Wysłany: 2013-09-19, 19:11 Oczko wodne - relacja z budowy
Witam, jako iż jestem tu nowy, najpierw przedstawię się. Mam na imię Jarek, lat 34. Od prawie 5 lat zamieszkuję we własnym domku gdzie od podstaw urzadzamy wszystko po kolei na ile czasu i funduszy wystarcza. W obecnym czasie padlo na oczko wodne
tylko jakie?
jak wielu innych amatorow kopania przejrzalem w internecie mase relacji z budowy i zdjec gotowych oczek, strumykow, wodospadow....
co tu zrobic?
najlepiej wszystko
szpadel w reke i kopanie rozpoczete, zaczyna padac, ziemia mieknie i kopac lzej ale za to w taczce ciezej...
po 20 wywiezionych taczkach (jakies 100m dalej) stwierdzilem ze oczko bedzie z wodospadem, kaskada, mini strumykiem ...z czymkolwiek splywajacym z gory, a tą górą bedzie ziemia z wykopu ktorej nie bede musial wywozic taczka i choc szoda bylo mi zasypywac trawink ktory zakladalem z zeszlym roku to perspektywa jezdzenia taczka mnie do tego nasypu przekonala bardzo szybko
oto pierwsze zdjecia i oczywiscie zaraz za nimi pojawia sie pierwsze pytania
oczko jak widac ma 2 glebokosci
pierwsza to okolo 25cm od gruntu i kolejna - glebsza to okolo 60cm
w oczku nie chce i nigdy niebede chcial miec zadnych rybek tylko same rosliny
czy uwazacie ze taki wykop wystarczy? nie za plytko?
zima nie bedzie to za bardzo przemarzalo ze wzgledu na mala glebokosc?
rozumiem ze to co rosnie w strefie bagiennej zamarza cale i przezyje
czy ta plytsza strefa u mnie nie jest jednak za gleboka czy moze na jakims odcinku podwyzszyc ja (ok 10cm od gruntu) aby byla "bardziej bagienna" ?
jaka folie uzyc? 0,5 mm wystarczy? czy dla pewnosci cos grubszego?
nie mam psa i sam rowniez nie bede sie moczyl w oczku
czy pod folie jest konieczne aby dac jakis podklad? stare dywany itp...?
prosze znawcow tematu o wszelkie sugestie lub uwagi jesli na tym etapie juz jest cos nie tak
Witam nowego oczkomaniaka powiem tylekop glebiej bo predzej czy pozniej na pewno bedziesz chcial miec ryby a potem bedziesz zalowac wiem cos po sobie no ale coz zrobisz . A co na spod ja dawalem stare dywany jakies folie plandeki , najlepiej kup Geowłoknine.
[ Dodano: 2013-09-19, 19:23 ]
Co do foli to ja mam 0,5mm wszystko zalezy od funduszu jaki mozesz na to przeznaczyc
Jeśli nie będzie ryb to raczej zjedzą Cię komary.
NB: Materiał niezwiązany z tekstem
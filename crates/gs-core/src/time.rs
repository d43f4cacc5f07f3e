//! Simulated time.
//!
//! Unlike a tick-based model, resource sharing produces completion dates
//! anywhere on the real line, so the canonical unit is an `f64` number of
//! simulated seconds.  [`SimTime`] wraps it with a *total* order
//! (`f64::total_cmp`) so dates can key `BTreeMap`s and binary heaps.
//! Non-finite dates are rejected in debug builds.

use std::cmp::Ordering;
use std::fmt;

// ── SimTime ──────────────────────────────────────────────────────────────────

/// An absolute simulated date in seconds.
#[derive(Copy, Clone, Debug, Default)]
#[cfg_attr(feature = "serde", derive(serde::Serialize, serde::Deserialize))]
pub struct SimTime(pub f64);

impl SimTime {
    pub const ZERO: SimTime = SimTime(0.0);

    #[inline]
    pub fn new(secs: f64) -> SimTime {
        debug_assert!(secs.is_finite(), "simulated dates must be finite, got {secs}");
        SimTime(secs)
    }

    #[inline]
    pub fn secs(self) -> f64 {
        self.0
    }

    /// The date `delta` seconds after `self`.
    #[inline]
    pub fn offset(self, delta: f64) -> SimTime {
        SimTime::new(self.0 + delta)
    }

    /// Seconds elapsed from `earlier` to `self` (negative if `earlier` is later).
    #[inline]
    pub fn since(self, earlier: SimTime) -> f64 {
        self.0 - earlier.0
    }
}

impl PartialEq for SimTime {
    fn eq(&self, other: &Self) -> bool {
        self.cmp(other) == Ordering::Equal
    }
}

impl Eq for SimTime {}

impl PartialOrd for SimTime {
    fn partial_cmp(&self, other: &Self) -> Option<Ordering> {
        Some(self.cmp(other))
    }
}

impl Ord for SimTime {
    fn cmp(&self, other: &Self) -> Ordering {
        self.0.total_cmp(&other.0)
    }
}

impl std::ops::Add<f64> for SimTime {
    type Output = SimTime;
    #[inline]
    fn add(self, rhs: f64) -> SimTime {
        self.offset(rhs)
    }
}

impl std::ops::Sub for SimTime {
    type Output = f64;
    #[inline]
    fn sub(self, rhs: SimTime) -> f64 {
        self.since(rhs)
    }
}

impl From<f64> for SimTime {
    fn from(secs: f64) -> Self {
        SimTime::new(secs)
    }
}

impl fmt::Display for SimTime {
    fn fmt(&self, f: &mut fmt::Formatter<'_>) -> fmt::Result {
        write!(f, "{:.6}s", self.0)
    }
}

// ── SimClock ─────────────────────────────────────────────────────────────────

/// The single simulated clock shared by every model of one engine.
///
/// Only the orchestrating loop advances it; models receive `now` by value.
#[derive(Clone, Debug, Default)]
#[cfg_attr(feature = "serde", derive(serde::Serialize, serde::Deserialize))]
pub struct SimClock {
    now: SimTime,
    /// Number of completed rounds (diagnostics only).
    rounds: u64,
}

impl SimClock {
    pub fn new() -> Self {
        Self::default()
    }

    #[inline]
    pub fn now(&self) -> SimTime {
        self.now
    }

    #[inline]
    pub fn rounds(&self) -> u64 {
        self.rounds
    }

    /// Advance by `delta` seconds.  Negative deltas are clamped to zero so
    /// the clock never goes backwards.
    pub fn advance(&mut self, delta: f64) -> SimTime {
        self.now = self.now.offset(delta.max(0.0));
        self.rounds += 1;
        self.now
    }

    /// Jump to the absolute date `date`.  Earlier dates leave the clock
    /// where it is.
    pub fn advance_to(&mut self, date: SimTime) -> SimTime {
        self.now = self.now.max(date);
        self.rounds += 1;
        self.now
    }
}

impl fmt::Display for SimClock {
    fn fmt(&self, f: &mut fmt::Formatter<'_>) -> fmt::Result {
        write!(f, "{} (round {})", self.now, self.rounds)
    }
}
Poza tym 60 cm to też za mało np na lilie wodne, a przypuszczam,że takowe będziesz chciał mieć w oczku, jeśli to ma byc oczko z roślinnością. Posłuchaj crashq3tf i jesli zdecydowałeś sie na oczko, i nie chcesz za 2-3 lata przerabiać ( wiem cos o tym) to kop przynajmniej na jakimś odcinku do 1.20 Ja bym taka głębokość zrobiła na tej największej częśći głębszej.
nie nie kopal glebiej tylko dla ryb na pewno nie bede, chyba ze sa jakies inne "za"
ogladalem dzis taka folie 0,5mm w jedym z marketow budowlanych na dziale ogrodniczym specjalna do oczek...
cena 86zl/mb - rolka szeroka 6m
lub podwojna jakas ponad 1mm ale zastanawiam sie jak sie bedzie ta grubsza ukladac - cenowo 98zl/mb - rolka 6m szeroka (niby promocja ze 149 na te 98)
[ Dodano: 2013-09-19, 20:06 ]
minelismy sie z postami z powodu tych lilii to juz jest bardziej przkonujace niz rybki
jak bedzie ruch wody (wodospad) to komary tez sie zadomowia?
[ Dodano: 2013-09-19, 20:08 ]
zuzi10 piszesz ze wykopalabys glebiej w najwiekszej czesci glebszej
ta czesc tez teoretycznie nie jest za duza
calosc ma mniej wiecej 430 x 280 cm liczone po najdluzszych bokach
nie nie kopal glebiej tylko dla ryb na pewno nie bede, chyba ze sa jakies inne "za"
ogladalem dzis taka folie 0,5mm w jedym z marketow budowlanych na dziale ogrodniczym specjalna do oczek...
cena 86zl/mb - rolka szeroka 6m
lub podwojna jakas ponad 1mm ale zastanawiam sie jak sie bedzie ta grubsza ukladac - cenowo 98zl/mb - rolka 6m szeroka (niby promocja ze 149 na te 98)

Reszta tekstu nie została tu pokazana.